Problem description:
Transcribe the data in full; each line must match exactly.

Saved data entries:
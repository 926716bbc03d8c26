//! Store abstraction for concern-scoped document operations
//!
//! `DocumentStore` is the seam between scenarios and the replicated store:
//! - `MongoStore`: a real replica set through the MongoDB driver
//! - `SimulatedReplicaSet`: an in-process model of the same replica set
//!
//! Scenarios never talk to a store directly; they go through a
//! [`ScopedHandle`], which carries the concern overrides for the operations
//! issued through it.

pub mod mongo;
pub mod simulated;

pub use mongo::{ClusterClient, MongoStore};
pub use simulated::SimulatedReplicaSet;

use std::sync::Arc;
use std::time::Duration;

use async_trait::async_trait;
use thiserror::Error;
use tokio::time::Instant;
use tracing::debug;

use crate::concern::{Concerns, ReadConcernLevel, WriteConcernLevel};
use crate::document::Person;

/// Errors that can occur during store operations
#[derive(Debug, Error)]
pub enum StoreError {
    /// Failure reported by the driver or the server
    #[error("driver error: {0}")]
    Driver(#[from] mongodb::error::Error),
    /// The write concern was not satisfied before the caller's deadline.
    /// The store was still waiting; it did not reject the write.
    #[error("write concern not satisfied within {elapsed:?}")]
    DeadlineElapsed { elapsed: Duration },
    /// No member can accept writes
    #[error("no primary available")]
    NotPrimary,
    /// The write concern asks for more acknowledgments than there are data-bearing members
    #[error("write concern w:{requested} exceeds {available} data-bearing members")]
    UnsatisfiableWriteConcern { requested: u32, available: usize },
}

impl StoreError {
    pub fn is_deadline(&self) -> bool {
        matches!(self, StoreError::DeadlineElapsed { .. })
    }
}

/// Acknowledged result of an `insert_many`
#[derive(Clone, Copy, Debug, PartialEq, Eq)]
pub struct InsertSummary {
    pub inserted: usize,
}

/// A collection in a replicated store with per-operation concerns
///
/// `insert_many` waits as long as the write concern requires; it never
/// gives up on its own when quorum is missing. Callers bound it through
/// [`ScopedHandle::insert_many`].
#[async_trait]
pub trait DocumentStore: Send + Sync {
    /// Insert `docs` and wait for the write concern in `concerns`
    async fn insert_many(
        &self,
        docs: &[Person],
        concerns: &Concerns,
    ) -> Result<InsertSummary, StoreError>;

    /// All documents visible at the read concern in `concerns`
    async fn find(&self, concerns: &Concerns) -> Result<Vec<Person>, StoreError>;

    /// Remove every document, returning how many were removed
    async fn clear(&self) -> Result<u64, StoreError>;
}

/// A store handle with concern overrides.
///
/// Scoping returns a new handle; the parent keeps its own concerns, so
/// handles used by different scenarios never leak settings into each other.
#[derive(Clone)]
pub struct ScopedHandle {
    store: Arc<dyn DocumentStore>,
    concerns: Concerns,
}

impl ScopedHandle {
    /// Unscoped handle: every operation uses the store defaults
    pub fn new(store: Arc<dyn DocumentStore>) -> Self {
        ScopedHandle {
            store,
            concerns: Concerns::default(),
        }
    }

    pub fn concerns(&self) -> Concerns {
        self.concerns
    }

    /// Derive a handle with the given overrides; `None` inherits from `self`
    pub fn with_concern(
        &self,
        write: Option<WriteConcernLevel>,
        read: Option<ReadConcernLevel>,
    ) -> ScopedHandle {
        ScopedHandle {
            store: self.store.clone(),
            concerns: self.concerns.overlay(Concerns::new(write, read)),
        }
    }

    pub fn with_write_concern(&self, write: WriteConcernLevel) -> ScopedHandle {
        self.with_concern(Some(write), None)
    }

    pub fn with_read_concern(&self, read: ReadConcernLevel) -> ScopedHandle {
        self.with_concern(None, Some(read))
    }

    /// Insert and wait for the write concern, for at most `deadline`.
    ///
    /// Running out of time yields `StoreError::DeadlineElapsed`, which tells
    /// "the store was still waiting for quorum" apart from a store failure.
    pub async fn insert_many(
        &self,
        docs: &[Person],
        deadline: Duration,
    ) -> Result<InsertSummary, StoreError> {
        let start = Instant::now();
        debug!(docs = docs.len(), write = ?self.concerns.write, "insert_many");

        match tokio::time::timeout(deadline, self.store.insert_many(docs, &self.concerns)).await {
            Ok(result) => result,
            Err(_) => Err(StoreError::DeadlineElapsed {
                elapsed: start.elapsed(),
            }),
        }
    }

    pub async fn find(&self) -> Result<Vec<Person>, StoreError> {
        self.store.find(&self.concerns).await
    }

    pub async fn count(&self) -> Result<usize, StoreError> {
        Ok(self.find().await?.len())
    }

    pub async fn clear(&self) -> Result<u64, StoreError> {
        self.store.clear().await
    }
}
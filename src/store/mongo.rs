//! MongoDB driver-backed store

use std::sync::Arc;

use async_trait::async_trait;
use futures::TryStreamExt;
use mongodb::bson::doc;
use mongodb::options::{ClientOptions, CollectionOptions};
use mongodb::{Client, Collection, Database};
use tracing::info;

use super::{DocumentStore, InsertSummary, ScopedHandle, StoreError};
use crate::concern::{Concerns, ReadConcernLevel, WriteConcernLevel};
use crate::document::Person;

/// Connection to a replica set
#[derive(Clone, Debug)]
pub struct ClusterClient {
    client: Client,
}

impl ClusterClient {
    /// Open a client for `uri`.
    ///
    /// With `direct_connection` the driver talks to the seed host only and
    /// skips replica set discovery.
    pub async fn connect(uri: &str, direct_connection: bool) -> Result<Self, StoreError> {
        let mut options = ClientOptions::parse(uri).await?;
        options.direct_connection = Some(direct_connection);
        options.app_name = Some("replset-harness".to_string());
        let client = Client::with_options(options)?;
        info!(%uri, direct_connection, "connected to cluster");
        Ok(ClusterClient { client })
    }

    /// The `admin` database, for replica set commands
    pub fn admin(&self) -> Database {
        self.client.database("admin")
    }

    /// Store over `database.collection`
    pub fn store(&self, database: &str, collection: &str) -> MongoStore {
        MongoStore::new(self.client.database(database), collection)
    }

    /// Unscoped handle on `database.collection`
    pub fn handle(&self, database: &str, collection: &str) -> ScopedHandle {
        ScopedHandle::new(Arc::new(self.store(database, collection)))
    }
}

/// A collection whose concerns are chosen per operation
#[derive(Clone, Debug)]
pub struct MongoStore {
    database: Database,
    collection: String,
}

impl MongoStore {
    /// Create a store over `collection` in `database`
    pub fn new(database: Database, collection: &str) -> Self {
        MongoStore {
            database,
            collection: collection.to_string(),
        }
    }

    /// Collection handle carrying `concerns`; a fresh handle per call, so
    /// overrides never stick to a shared collection object
    fn collection(&self, concerns: &Concerns) -> Collection<Person> {
        let mut options = CollectionOptions::default();
        options.write_concern = concerns.write.map(WriteConcernLevel::to_driver);
        options.read_concern = concerns.read.map(ReadConcernLevel::to_driver);
        self.database
            .collection_with_options(&self.collection, options)
    }
}

#[async_trait]
impl DocumentStore for MongoStore {
    async fn insert_many(
        &self,
        docs: &[Person],
        concerns: &Concerns,
    ) -> Result<InsertSummary, StoreError> {
        let result = self.collection(concerns).insert_many(docs).await?;
        Ok(InsertSummary {
            inserted: result.inserted_ids.len(),
        })
    }

    async fn find(&self, concerns: &Concerns) -> Result<Vec<Person>, StoreError> {
        let cursor = self.collection(concerns).find(doc! {}).await?;
        Ok(cursor.try_collect().await?)
    }

    async fn clear(&self) -> Result<u64, StoreError> {
        let result = self
            .collection(&Concerns::default())
            .delete_many(doc! {})
            .await?;
        Ok(result.deleted_count)
    }
}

Answer area:
repository 926716bbc03d8c26
//! Store abstraction for concern-scoped document operations
//!
//! `DocumentStore` is the seam between scenarios and the replicated store:
//! - `MongoStore`: a real replica set through the MongoDB driver
//! - `SimulatedReplicaSet`: an in-process model of the same replica set
//!
//! Scenarios never talk to a store directly; they go through a
//! [`ScopedHandle`], which carries the concern overrides for the operations
//! issued through it.

pub mod mongo;
pub mod simulated;

pub use mongo::{ClusterClient, MongoStore};
pub use simulated::SimulatedReplicaSet;

use std::sync::Arc;
use std::time::Duration;

use async_trait::async_trait;
use thiserror::Error;
use tokio::time::Instant;
use tracing::debug;

use crate::concern::{Concerns, ReadConcernLevel, WriteConcernLevel};
use crate::document::Person;

/// Errors that can occur during store operations
#[derive(Debug, Error)]
pub enum StoreError {
    /// Failure reported by the driver or the server
    #[error("driver error: {0}")]
    Driver(#[from] mongodb::error::Error),
    /// The write concern was not satisfied before the caller's deadline.
    /// The store was still waiting; it did not reject the write.
    #[error("write concern not satisfied within {elapsed:?}")]
    DeadlineElapsed { elapsed: Duration },
    /// No member can accept writes
    #[error("no primary available")]
    NotPrimary,
    /// The write concern asks for more acknowledgments than there are data-bearing members
    #[error("write concern w:{requested} exceeds {available} data-bearing members")]
    UnsatisfiableWriteConcern { requested: u32, available: usize },
}

impl StoreError {
    pub fn is_deadline(&self) -> bool {
        matches!(self, StoreError::DeadlineElapsed { .. })
    }
}

/// Acknowledged result of an `insert_many`
#[derive(Clone, Copy, Debug, PartialEq, Eq)]
pub struct InsertSummary {
    pub inserted: usize,
}

/// A collection in a replicated store with per-operation concerns
///
/// `insert_many` waits as long as the write concern requires; it never
/// gives up on its own when quorum is missing. Callers bound it through
/// [`ScopedHandle::insert_many`].
#[async_trait]
pub trait DocumentStore: Send + Sync {
    /// Insert `docs` and wait for the write concern in `concerns`
    async fn insert_many(
        &self,
        docs: &[Person],
        concerns: &Concerns,
    ) -> Result<InsertSummary, StoreError>;

    /// All documents visible at the read concern in `concerns`
    async fn find(&self, concerns: &Concerns) -> Result<Vec<Person>, StoreError>;

    /// Remove every document, returning how many were removed
    async fn clear(&self) -> Result<u64, StoreError>;
}

/// A store handle with concern overrides.
///
/// Scoping returns a new handle; the parent keeps its own concerns, so
/// handles used by different scenarios never leak settings into each other.
#[derive(Clone)]
pub struct ScopedHandle {
    store: Arc<dyn DocumentStore>,
    concerns: Concerns,
}

impl ScopedHandle {
    /// Unscoped handle: every operation uses the store defaults
    pub fn new(store: Arc<dyn DocumentStore>) -> Self {
        ScopedHandle {
            store,
            concerns: Concerns::default(),
        }
    }

    pub fn concerns(&self) -> Concerns {
        self.concerns
    }

    /// Derive a handle with the given overrides; `None` inherits from `self`
    pub fn with_concern(
        &self,
        write: Option<WriteConcernLevel>,
        read: Option<ReadConcernLevel>,
    ) -> ScopedHandle {
        ScopedHandle {
            store: self.store.clone(),
            concerns: self.concerns.overlay(Concerns::new(write, read)),
        }
    }

    pub fn with_write_concern(&self, write: WriteConcernLevel) -> ScopedHandle {
        self.with_concern(Some(write), None)
    }

    pub fn with_read_concern(&self, read: ReadConcernLevel) -> ScopedHandle {
        self.with_concern(None, Some(read))
    }

    /// Insert and wait for the write concern, for at most `deadline`.
    ///
    /// Running out of time yields `StoreError::DeadlineElapsed`, which tells
    /// "the store was still waiting for quorum" apart from a store failure.
    pub async fn insert_many(
        &self,
        docs: &[Person],
        deadline: Duration,
    ) -> Result<InsertSummary, StoreError> {
        let start = Instant::now();
        debug!(docs = docs.len(), write = ?self.concerns.write, "insert_many");

        match tokio::time::timeout(deadline, self.store.insert_many(docs, &self.concerns)).await {
            Ok(result) => result,
            Err(_) => Err(StoreError::DeadlineElapsed {
                elapsed: start.elapsed(),
            }),
        }
    }

    pub async fn find(&self) -> Result<Vec<Person>, StoreError> {
        self.store.find(&self.concerns).await
    }

    pub async fn count(&self) -> Result<usize, StoreError> {
        Ok(self.find().await?.len())
    }

    pub async fn clear(&self) -> Result<u64, StoreError> {
        self.store.clear().await
    }
}
filename src/store/mongo.rs
//! MongoDB driver-backed store

use std::sync::Arc;

use async_trait::async_trait;
use futures::TryStreamExt;
use mongodb::bson::doc;
use mongodb::options::{ClientOptions, CollectionOptions};
use mongodb::{Client, Collection, Database};
use tracing::info;

use super::{DocumentStore, InsertSummary, ScopedHandle, StoreError};
use crate::concern::{Concerns, ReadConcernLevel, WriteConcernLevel};
use crate::document::Person;

/// Connection to a replica set
#[derive(Clone, Debug)]
pub struct ClusterClient {
    client: Client,
}

impl ClusterClient {
    /// Open a client for `uri`.
    ///
    /// With `direct_connection` the driver talks to the seed host only and
    /// skips replica set discovery.
    pub async fn connect(uri: &str, direct_connection: bool) -> Result<Self, StoreError> {
        let mut options = ClientOptions::parse(uri).await?;
        options.direct_connection = Some(direct_connection);
        options.app_name = Some("replset-harness".to_string());
        let client = Client::with_options(options)?;
        info!(%uri, direct_connection, "connected to cluster");
        Ok(ClusterClient { client })
    }

    /// The `admin` database, for replica set commands
    pub fn admin(&self) -> Database {
        self.client.database("admin")
    }

    /// Store over `database.collection`
    pub fn store(&self, database: &str, collection: &str) -> MongoStore {
        MongoStore::new(self.client.database(database), collection)
    }

    /// Unscoped handle on `database.collection`
    pub fn handle(&self, database: &str, collection: &str) -> ScopedHandle {
        ScopedHandle::new(Arc::new(self.store(database, collection)))
    }
}

/// A collection whose concerns are chosen per operation
#[derive(Clone, Debug)]
pub struct MongoStore {
    database: Database,
    collection: String,
}

impl MongoStore {
    /// Create a store over `collection` in `database`
    pub fn new(database: Database, collection: &str) -> Self {
        MongoStore {
            database,
            collection: collection.to_string(),
        }
    }

    /// Collection handle carrying `concerns`; a fresh handle per call, so
    /// overrides never stick to a shared collection object
    fn collection(&self, concerns: &Concerns) -> Collection<Person> {
        let mut options = CollectionOptions::default();
        options.write_concern = concerns.write.map(WriteConcernLevel::to_driver);
        options.read_concern = concerns.read.map(ReadConcernLevel::to_driver);
        self.database
            .collection_with_options(&self.collection, options)
    }
}

#[async_trait]
impl DocumentStore for MongoStore {
    async fn insert_many(
        &self,
        docs: &[Person],
        concerns: &Concerns,
    ) -> Result<InsertSummary, StoreError> {
        let result = self.collection(concerns).insert_many(docs).await?;
        Ok(InsertSummary {
            inserted: result.inserted_ids.len(),
        })
    }

    async fn find(&self, concerns: &Concerns) -> Result<Vec<Person>, StoreError> {
        let cursor = self.collection(concerns).find(doc! {}).await?;
        Ok(cursor.try_collect().await?)
    }

    async fn clear(&self) -> Result<u64, StoreError> {
        let result = self
            .collection(&Concerns::default())
            .delete_many(doc! {})
            .await?;
        Ok(result.deleted_count)
    }
}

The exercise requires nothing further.